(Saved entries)

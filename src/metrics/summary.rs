use crate::strategy::TradeResult;
use prettytable::{Cell, Row, Table};
use serde::{Deserialize, Serialize};
use statrs::statistics::Statistics;
use std::cmp::Ordering;

//summary of one (pair, ma_short, ma_long) combination
#[derive(Debug, Clone, PartialEq, Serialize, Deserialize)]
pub struct SweepResult {
    pub pair: String,
    pub ma_short: usize,
    pub ma_long: usize,

    //every detected crossover, including the last unrealized one
    pub num_trades: usize,

    //aggregates over realized gains only
    pub total_gain: f64,
    pub mean_gain: Option<f64>,
    pub min_gain: Option<f64>,
    pub max_gain: Option<f64>,
}

impl SweepResult {
    //aggregates trade results for a combination
    pub fn summarize(results: &[TradeResult], pair: &str, ma_short: usize, ma_long: usize) -> Self {
        let gains: Vec<f64> = results.iter().filter_map(|r| r.gain).collect();

        let (total_gain, mean_gain, min_gain, max_gain) = if gains.is_empty() {
            (0.0, None, None, None)
        } else {
            let realized: &[f64] = &gains;
            (
                realized.iter().sum::<f64>(),
                Some(realized.mean()),
                Some(Statistics::min(realized)),
                Some(Statistics::max(realized)),
            )
        };

        SweepResult {
            pair: pair.to_string(),
            ma_short,
            ma_long,
            num_trades: results.len(),
            total_gain,
            mean_gain,
            min_gain,
            max_gain,
        }
    }

    //ordering used for the final report
    pub fn report_order(a: &SweepResult, b: &SweepResult) -> Ordering {
        a.pair
            .cmp(&b.pair)
            .then(a.ma_short.cmp(&b.ma_short))
            .then(a.ma_long.cmp(&b.ma_long))
    }
}

//sorts results by total gain, best first
pub fn rank_by_total_gain(results: &[SweepResult]) -> Vec<&SweepResult> {
    let mut ranked: Vec<&SweepResult> = results.iter().collect();
    ranked.sort_by(|a, b| {
        b.total_gain
            .partial_cmp(&a.total_gain)
            .unwrap_or(Ordering::Equal)
            .then(SweepResult::report_order(a, b))
    });
    ranked
}

//best combination per pair, in pair order
pub fn best_by_pair(results: &[SweepResult]) -> Vec<&SweepResult> {
    let mut best: Vec<&SweepResult> = Vec::new();

    for result in rank_by_total_gain(results) {
        if !best.iter().any(|b| b.pair == result.pair) {
            best.push(result);
        }
    }

    best.sort_by(|a, b| a.pair.cmp(&b.pair));
    best
}

//total trades across all combinations
pub fn total_trades(results: &[SweepResult]) -> usize {
    results.iter().map(|r| r.num_trades).sum()
}

fn format_optional(value: Option<f64>) -> String {
    value.map(|v| format!("{:.5}", v)).unwrap_or_else(|| "-".to_string())
}

//prints results in a formatted table
pub fn pretty_print_table(results: &[&SweepResult]) {
    let mut table = Table::new();

    table.add_row(Row::new(vec![
        Cell::new("Pair"),
        Cell::new("MA Short"),
        Cell::new("MA Long"),
        Cell::new("Trades"),
        Cell::new("Total Gain"),
        Cell::new("Mean Gain"),
        Cell::new("Min Gain"),
        Cell::new("Max Gain"),
    ]));

    for result in results {
        table.add_row(Row::new(vec![
            Cell::new(&result.pair),
            Cell::new(&result.ma_short.to_string()),
            Cell::new(&result.ma_long.to_string()),
            Cell::new(&result.num_trades.to_string()),
            Cell::new(&format!("{:.5}", result.total_gain)),
            Cell::new(&format_optional(result.mean_gain)),
            Cell::new(&format_optional(result.min_gain)),
            Cell::new(&format_optional(result.max_gain)),
        ]));
    }

    table.printstd();
}
use serde::{Deserialize, Serialize};

//represents a tradable instrument (currency or crypto pair)
#[derive(Debug, Clone, PartialEq, Serialize, Deserialize)]
pub struct Instrument {
    //pair identifier (eg EUR_USD)
    pub name: String,

    //instrument type as quoted by the broker (eg CURRENCY)
    pub ins_type: String,

    //human readable name (eg EUR/USD)
    pub display_name: String,

    //smallest quoted price increment, 10^pipLocation (-4 -> 0.0001)
    pub pip_scale: f64,

    //fraction of notional required as margin
    pub margin_rate: f64,
}

impl Instrument {
    pub fn new(
        name: String,
        ins_type: String,
        display_name: String,
        pip_location: i32,
        margin_rate: f64,
    ) -> Self {
        Instrument {
            name,
            ins_type,
            display_name,
            pip_scale: 10f64.powi(pip_location),
            margin_rate,
        }
    }

    //converts a price difference to pips
    pub fn price_to_pips(&self, price_diff: f64) -> f64 {
        price_diff / self.pip_scale
    }
}

#[cfg(test)]
mod tests {
    use super::*;
    use approx::assert_relative_eq;

    #[test]
    fn pip_scale_is_power_of_ten() {
        let eur = Instrument::new(
            "EUR_USD".to_string(),
            "CURRENCY".to_string(),
            "EUR/USD".to_string(),
            -4,
            0.0333,
        );
        assert_relative_eq!(eur.pip_scale, 0.0001);
        assert_relative_eq!(eur.price_to_pips(0.0025), 25.0, epsilon = 1e-9);

        let btc = Instrument::new(
            "BTC_USD".to_string(),
            "CRYPTO".to_string(),
            "BTC/USD".to_string(),
            0,
            0.5,
        );
        assert_relative_eq!(btc.pip_scale, 1.0);
    }
}
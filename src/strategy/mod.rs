pub mod annotator;
pub mod crossover;
pub mod evaluator;

pub use annotator::{annotate, ma_column, rolling_mean, sweep_windows, AnnotatedSeries};
pub use crossover::{detect_crossovers, CrossoverDetector, DiffState, Direction, TradeEvent};
pub use evaluator::{evaluate, evaluate_scaled, TradeResult};
//! # Cart & Line-Item Reconciliation
//!
//! The in-progress sale: a list of line items copied from catalog
//! products, each with three mutually-dependent fields the cashier can
//! edit independently - quantity, unit price, and line total.
//!
//! ## Reconciliation Rules
//! ```text
//! ┌─────────────────────────────────────────────────────────────────────┐
//! │              Three Fields, One Edit At A Time                       │
//! │                                                                     │
//! │  edit quantity ──► override present & not locked?                   │
//! │                      yes: price = override / qty   (2 dp)           │
//! │                      no:  quantity only                             │
//! │                                                                     │
//! │  edit price ─────► override present?                                │
//! │                      yes: qty = override / price   (3 dp)           │
//! │                      no:  price only                                │
//! │                                                                     │
//! │  edit line total ► record raw text, then:                           │
//! │                      locked kg item: qty = total / price            │
//! │                      price > 0:      qty = total / price            │
//! │                      qty > 0:        price = total / qty            │
//! │                      both zero:      nothing                        │
//! └─────────────────────────────────────────────────────────────────────┘
//! ```
//!
//! ## Input Policy
//! Line edits never fail: empty text means zero, unparseable or
//! negative text is silently ignored and the previous state stands.
//! Quantities, prices and line totals never go below zero. The cashier is never
//! blocked mid-entry - required fields are enforced at checkout, not
//! here. The only error these operations return is an unknown item key.
//!
//! All derived figures (cart total, profit) are recomputed from current
//! state on every call, never cached.

use chrono::{DateTime, Utc};
use serde::{Deserialize, Serialize};

use crate::error::{CoreError, CoreResult};
use crate::money::Money;
use crate::quantity::Quantity;
use crate::types::{Product, SaleLine, Unit};

// =============================================================================
// Line Total Override
// =============================================================================

/// A cashier-entered target for `price × quantity` on one line.
///
/// The raw text is kept verbatim so the input field can echo exactly
/// what was typed (including partial input like "12."); the parsed value
/// is what reconciliation and the cart total use. Empty, unparseable or
/// negative text leaves the record in place with no numeric value.
#[derive(Debug, Clone, PartialEq, Eq, Serialize, Deserialize)]
pub struct LineOverride {
    raw: String,
    value: Option<Money>,
}

impl LineOverride {
    fn new(raw: &str) -> Self {
        LineOverride {
            raw: raw.to_string(),
            // A line cannot be worth less than nothing; negative text is
            // recorded but carries no value, like any other non-amount.
            value: Money::parse(raw).filter(|m| !m.is_negative()),
        }
    }

    /// The text exactly as typed.
    pub fn raw(&self) -> &str {
        &self.raw
    }

    /// The parsed target amount, when the text is numeric.
    pub fn value(&self) -> Option<Money> {
        self.value
    }
}

// =============================================================================
// Cart Item
// =============================================================================

/// One line in the cart: a snapshot of a product's pricing fields plus
/// the mutable reconciled state.
///
/// ## Design Notes
/// - Pricing fields are frozen at add time; catalog edits made while a
///   sale is open do not reach lines already in the cart.
/// - One line per product: re-adding the same product bumps quantity.
/// - `line_override` and `price_locked` live on the item itself rather
///   than in side maps keyed by id, so a removed line takes its
///   override with it.
#[derive(Debug, Clone, Serialize, Deserialize)]
pub struct CartItem {
    pub product_id: String,
    pub name: String,
    pub price: Money,
    pub cost: Money,
    pub quantity: Quantity,
    pub unit: Unit,
    /// Cashier-entered line-total target, when present.
    pub line_override: Option<LineOverride>,
    /// Kg items only: while set, quantity edits never back-derive the
    /// unit price from the override.
    pub price_locked: bool,
}

impl CartItem {
    /// Creates a line from a catalog product with the default first
    /// quantity: one piece, or 0.1 kg for weight items.
    pub fn from_product(product: &Product) -> Self {
        CartItem {
            product_id: product.id.clone(),
            name: product.name.clone(),
            price: product.price(),
            cost: product.cost(),
            quantity: Self::increment_for(product.unit),
            unit: product.unit,
            line_override: None,
            price_locked: false,
        }
    }

    fn increment_for(unit: Unit) -> Quantity {
        match unit {
            Unit::Piece => Quantity::ONE,
            Unit::Kg => Quantity::TENTH,
        }
    }

    fn override_value(&self) -> Option<Money> {
        self.line_override.as_ref().and_then(LineOverride::value)
    }

    /// Charged line amount: the override when present and numeric,
    /// otherwise price × quantity.
    pub fn line_total(&self) -> Money {
        self.override_value()
            .unwrap_or_else(|| self.price.mul_quantity(self.quantity))
    }

    /// Profit contribution: (price − cost) × quantity. Overrides change
    /// what is charged, not the cost basis - cost is a catalog fact
    /// independent of a negotiated price.
    pub fn line_profit(&self) -> Money {
        (self.price - self.cost).mul_quantity(self.quantity)
    }
}

// =============================================================================
// Cart
// =============================================================================

/// The in-progress sale.
///
/// ## Invariants
/// - Lines are unique by `product_id`.
/// - Quantities never go negative through these operations.
/// - Total and profit are derived on demand, never stored.
#[derive(Debug, Clone, Default, Serialize, Deserialize)]
pub struct Cart {
    items: Vec<CartItem>,
    pub created_at: Option<DateTime<Utc>>,
}

impl Cart {
    pub fn new() -> Self {
        Cart {
            items: Vec::new(),
            created_at: None,
        }
    }

    pub fn items(&self) -> &[CartItem] {
        &self.items
    }

    pub fn is_empty(&self) -> bool {
        self.items.is_empty()
    }

    pub fn item_count(&self) -> usize {
        self.items.len()
    }

    fn item_mut(&mut self, product_id: &str) -> CoreResult<&mut CartItem> {
        self.items
            .iter_mut()
            .find(|i| i.product_id == product_id)
            .ok_or_else(|| CoreError::ItemNotInCart(product_id.to_string()))
    }

    /// Adds a product, or bumps its quantity when already present
    /// (+1 piece, +0.1 kg). An existing line keeps its override and
    /// lock; overrides are cleared only by removal or a cart clear.
    pub fn add_product(&mut self, product: &Product) {
        if let Some(item) = self.items.iter_mut().find(|i| i.product_id == product.id) {
            item.quantity += CartItem::increment_for(item.unit);
            return;
        }
        if self.items.is_empty() {
            self.created_at = Some(Utc::now());
        }
        self.items.push(CartItem::from_product(product));
    }

    /// Sets a line's quantity from raw text.
    ///
    /// Empty text means zero; unparseable or negative text leaves the
    /// line as-is.
    /// When a numeric override exists and the line is not price-locked,
    /// the unit price is re-derived as `override / quantity` (skipped
    /// for a zero quantity, where the price stands).
    pub fn set_quantity(&mut self, product_id: &str, raw: &str) -> CoreResult<()> {
        let item = self.item_mut(product_id)?;

        let parsed = if raw.trim().is_empty() {
            Some(Quantity::zero())
        } else {
            Quantity::parse(raw).filter(|q| !q.is_negative())
        };
        let Some(quantity) = parsed else {
            return Ok(());
        };

        if !item.price_locked {
            if let Some(target) = item.override_value() {
                if let Some(price) = target.div_quantity(quantity) {
                    item.price = price;
                }
            }
        }
        item.quantity = quantity;
        Ok(())
    }

    /// Sets a line's unit price from raw text.
    ///
    /// Empty text means zero; unparseable or negative text leaves the
    /// line as-is.
    /// When a numeric override exists, quantity is re-derived as
    /// `override / price` (skipped for a zero price).
    pub fn set_price(&mut self, product_id: &str, raw: &str) -> CoreResult<()> {
        let item = self.item_mut(product_id)?;

        let parsed = if raw.trim().is_empty() {
            Some(Money::zero())
        } else {
            Money::parse(raw).filter(|p| !p.is_negative())
        };
        let Some(price) = parsed else {
            return Ok(());
        };

        if let Some(target) = item.override_value() {
            if let Some(quantity) = Quantity::from_total(target, price) {
                item.quantity = quantity;
            }
        }
        item.price = price;
        Ok(())
    }

    /// Sets a line's total from raw text, recording the text verbatim.
    ///
    /// A price-locked kg line re-derives quantity only, so the known
    /// per-kilogram price is never "corrected" away from its catalog
    /// value. Otherwise the missing factor is re-derived: quantity when
    /// the price is set, price when only the quantity is. Empty text
    /// clears the numeric value but keeps the record, so the field
    /// echoes what was typed.
    pub fn set_line_total(&mut self, product_id: &str, raw: &str) -> CoreResult<()> {
        let item = self.item_mut(product_id)?;

        let entered = LineOverride::new(raw);
        let target = entered.value();
        item.line_override = Some(entered);

        let Some(target) = target else {
            return Ok(());
        };

        if item.price_locked && item.unit == Unit::Kg {
            if let Some(quantity) = Quantity::from_total(target, item.price) {
                item.quantity = quantity;
            }
        } else if item.price.is_positive() {
            if let Some(quantity) = Quantity::from_total(target, item.price) {
                item.quantity = quantity;
            }
        } else if item.quantity.is_positive() {
            if let Some(price) = target.div_quantity(item.quantity) {
                item.price = price;
            }
        }
        Ok(())
    }

    /// Toggles the price lock. Meaningful for kg lines only; on piece
    /// lines this is a no-op.
    pub fn set_price_locked(&mut self, product_id: &str, locked: bool) -> CoreResult<()> {
        let item = self.item_mut(product_id)?;
        if item.unit == Unit::Kg {
            item.price_locked = locked;
        }
        Ok(())
    }

    /// Removes a line (its override goes with it).
    pub fn remove_item(&mut self, product_id: &str) -> CoreResult<()> {
        let before = self.items.len();
        self.items.retain(|i| i.product_id != product_id);
        if self.items.len() == before {
            return Err(CoreError::ItemNotInCart(product_id.to_string()));
        }
        Ok(())
    }

    /// Clears all lines, overrides included.
    pub fn clear(&mut self) {
        self.items.clear();
        self.created_at = None;
    }

    /// The charged cart total: Σ line totals (overrides win where
    /// present). Recomputed fresh on every call.
    pub fn total(&self) -> Money {
        self.items.iter().map(CartItem::line_total).fold(Money::zero(), |a, b| a + b)
    }

    /// The profit figure: Σ (price − cost) × qty, untouched by overrides.
    pub fn profit(&self) -> Money {
        self.items.iter().map(CartItem::line_profit).fold(Money::zero(), |a, b| a + b)
    }

    /// Freezes the lines into sale snapshots for checkout.
    pub fn to_sale_lines(&self) -> Vec<SaleLine> {
        self.items
            .iter()
            .map(|i| SaleLine {
                product_id: i.product_id.clone(),
                name: i.name.clone(),
                price_cents: i.price.cents(),
                cost_cents: i.cost.cents(),
                quantity_milli: i.quantity.milli(),
                unit: i.unit,
            })
            .collect()
    }
}

// =============================================================================
// Unit Tests
// =============================================================================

* [WORK ITEM]: Which lines in the records above contain the string "DateTime"? Copy each one.

* [EXERCISE OUTPUT]:
use chrono::{DateTime, Utc};
    pub created_at: Option<DateTime<Utc>>,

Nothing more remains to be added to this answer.